UGT denuncia que Glovo expone a repartidores a temperaturas extremas en Andalucía
En medio de olas de calor que han superado los 50 grados en las calles andaluzas, la Federación de Servicios, Movilidad y Consumo (FeSMC) de UGT Andalucía ha criticado duramente a Glovo por no implementar medidas de protección eficaces para sus repartidores. La organización sindical alerta que las acciones actuales, centradas en recomendaciones y el reparto de productos básicos, no garantizan la seguridad en condiciones de calor extremo.
El contexto de temperaturas récord en la región, con picos de hasta 45 grados en días recientes, ha puesto de manifiesto la insuficiencia de las medidas preventivas adoptadas por la empresa. La normativa legal vigente, que obliga a adaptar las condiciones laborales a fenómenos meteorológicos peligrosos, no se ha traducido en acciones concretas que protejan a los repartidores durante sus jornadas laborales.

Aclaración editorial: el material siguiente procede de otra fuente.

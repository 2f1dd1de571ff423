//! Wire representation of [`RoomState`].
//!
//! The model keeps one canonical shape field. Older clients read and write
//! `shape`, newer ones `shapeType`, so the document carries both:
//!
//! - on write, both names are emitted with the same value;
//! - on read, `shapeType` wins when both are present, otherwise whichever
//!   one exists is used, and an unrecognized value becomes `star`.
//!
//! Reads are tolerant: any missing field takes its default and the result
//! goes through [`RoomState::normalize`].

use serde::{Deserialize, Serialize};

use crate::model::{DEFAULT_CELLS, DEFAULT_INTERVAL_MS, DEFAULT_SHAPES};
use crate::{RoomState, ShapeKind, Winner};

#[derive(Debug, Clone, Default, Serialize, Deserialize)]
#[serde(rename_all = "camelCase")]
pub(crate) struct RoomStateRepr {
    #[serde(default)]
    running: bool,
    #[serde(default)]
    num_cells: Option<i64>,
    #[serde(default)]
    num_shapes: Option<i64>,
    #[serde(default)]
    shape_type: Option<String>,
    #[serde(default)]
    shape: Option<String>,
    #[serde(default)]
    interval_ms: Option<i64>,
    #[serde(default)]
    available_numbers: Option<Vec<u32>>,
    #[serde(default)]
    names: Option<Vec<String>>,
    #[serde(default)]
    filled_counts: Option<Vec<u32>>,
    #[serde(default)]
    prizes: Vec<String>,
    #[serde(default)]
    winners: Vec<Winner>,
}

impl From<RoomState> for RoomStateRepr {
    fn from(state: RoomState) -> Self {
        let shape = state.shape_kind.as_str().to_string();
        Self {
            running: state.running,
            num_cells: Some(i64::from(state.num_cells)),
            num_shapes: Some(i64::from(state.num_shapes)),
            shape_type: Some(shape.clone()),
            shape: Some(shape),
            interval_ms: Some(i64::try_from(state.interval_ms).unwrap_or(i64::MAX)),
            available_numbers: Some(state.available_numbers),
            names: Some(state.names),
            filled_counts: Some(state.filled_counts),
            prizes: state.prizes,
            winners: state.winners,
        }
    }
}

impl From<RoomStateRepr> for RoomState {
    fn from(repr: RoomStateRepr) -> Self {
        let shape_kind = ShapeKind::from_input(repr.shape_type.as_deref().or(repr.shape.as_deref()));
        let num_cells = repr.num_cells.unwrap_or(i64::from(DEFAULT_CELLS));
        let num_shapes = repr.num_shapes.unwrap_or(i64::from(DEFAULT_SHAPES));

        let mut state = RoomState::create(num_cells, num_shapes, shape_kind);
        state.running = repr.running;
        state.interval_ms = repr
            .interval_ms
            .map_or(DEFAULT_INTERVAL_MS, |ms| u64::try_from(ms).unwrap_or(0));
        if let Some(pool) = repr.available_numbers {
            state.available_numbers = pool;
        }
        if let Some(names) = repr.names {
            state.names = names;
        }
        if let Some(counts) = repr.filled_counts {
            state.filled_counts = counts;
        }
        state.prizes = repr.prizes;
        state.winners = repr.winners;

        state.normalize()
    }
}

#[cfg(test)]
mod tests {
    use serde_json::json;

    use super::*;

    #[test]
    fn test_writes_both_shape_fields() {
        let state = RoomState::create(2, 1, ShapeKind::Diamond);
        let json = serde_json::to_value(&state).unwrap();
        assert_eq!(json["shapeType"], "diamond");
        assert_eq!(json["shape"], "diamond");
    }

    #[test]
    fn test_wire_document_has_exactly_the_state_fields() {
        let json = serde_json::to_value(RoomState::create(2, 1, ShapeKind::Star)).unwrap();
        assert_eq!(
            json,
            json!({
                "running": false,
                "numCells": 2,
                "numShapes": 1,
                "shapeType": "star",
                "shape": "star",
                "intervalMs": 5000,
                "availableNumbers": [1, 2],
                "names": ["#1", "#2"],
                "filledCounts": [0, 0],
                "prizes": [],
                "winners": [],
            })
        );
    }

    #[test]
    fn test_canonical_shape_wins_on_conflict() {
        let state: RoomState =
            serde_json::from_value(json!({ "shapeType": "circle", "shape": "diamond" })).unwrap();
        assert_eq!(state.shape_kind, ShapeKind::Circle);
    }

    #[test]
    fn test_legacy_shape_used_when_canonical_missing() {
        let state: RoomState = serde_json::from_value(json!({ "shape": "diamond" })).unwrap();
        assert_eq!(state.shape_kind, ShapeKind::Diamond);

        let json = serde_json::to_value(&state).unwrap();
        assert_eq!(json["shapeType"], "diamond");
    }

    #[test]
    fn test_invalid_shape_falls_back_to_star() {
        let state: RoomState = serde_json::from_value(json!({ "shapeType": "hexagon" })).unwrap();
        assert_eq!(state.shape_kind, ShapeKind::Star);
    }

    #[test]
    fn test_empty_document_reads_as_default_room() {
        let state: RoomState = serde_json::from_value(json!({})).unwrap();
        assert_eq!(state, RoomState::default());
    }

    #[test]
    fn test_partial_document_is_repaired() {
        let state: RoomState = serde_json::from_value(json!({
            "numCells": 3,
            "numShapes": 1,
            "filledCounts": [1],
            "names": ["Alice"],
            "winners": [{ "name": "Alice", "prize": "A", "number": 1 }],
        }))
        .unwrap();
        assert_eq!(state.names, vec!["Alice", "#2", "#3"]);
        assert_eq!(state.filled_counts, vec![1, 0, 0]);
        assert_eq!(state.available_numbers, vec![2, 3]);
    }

    #[test]
    fn test_winner_without_number_is_dropped() {
        let state: RoomState = serde_json::from_value(json!({
            "numCells": 2,
            "numShapes": 1,
            "winners": [{ "name": "x", "prize": "y" }],
        }))
        .unwrap();
        assert!(state.winners.is_empty());
        assert_eq!(state.available_numbers, vec![1, 2]);
    }

    #[test]
    fn test_state_survives_a_write_read_cycle() {
        let mut state = RoomState::create(4, 2, ShapeKind::Circle);
        state.running = true;
        state.interval_ms = 2500;
        state.prizes = vec!["A".into(), "B".into()];
        state.names[2] = "Carol".into();
        state.filled_counts[1] = 1;

        let bytes = serde_json::to_vec(&state).unwrap();
        let back: RoomState = serde_json::from_slice(&bytes).unwrap();
        assert_eq!(back, state);
    }
}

La falta de espacios adecuados para descansar, la reorganización de horarios y el uso de vehículos con protección térmica son algunas de las propuestas que UGT reclama para reducir los riesgos de golpes de calor, deshidratación y otras patologías relacionadas. La organización sindical también denuncia que algunos establecimientos colaboradores incumplen los tiempos de preparación, forzando a los repartidores a esperar en la calle sin sombra ni recursos adecuados.
Este escenario evidencia un debate más amplio sobre la regulación del trabajo en plataformas digitales y la responsabilidad de las empresas en la protección de la salud laboral. La situación ha llevado a UGT a iniciar acciones legales y a solicitar inspecciones para fiscalizar el cumplimiento de la normativa en materia de prevención de riesgos laborales.
Desde una perspectiva política, estas reclamaciones se inscriben en la presión creciente hacia una regulación más estricta del sector de los repartos a domicilio, con posibles cambios legislativos que fortalezcan los derechos laborales. La protección de los repartidores frente a condiciones climáticas extremas se presenta como un desafío pendiente para las administraciones públicas y las empresas del sector.
De cara al futuro, la atención a estas cuestiones podría impulsar una mayor sensibilización social y una revisión de las políticas laborales en plataformas digitales, buscando garantizar condiciones de trabajo dignas y seguras en un contexto de cambio climático y olas de calor cada vez más frecuentes.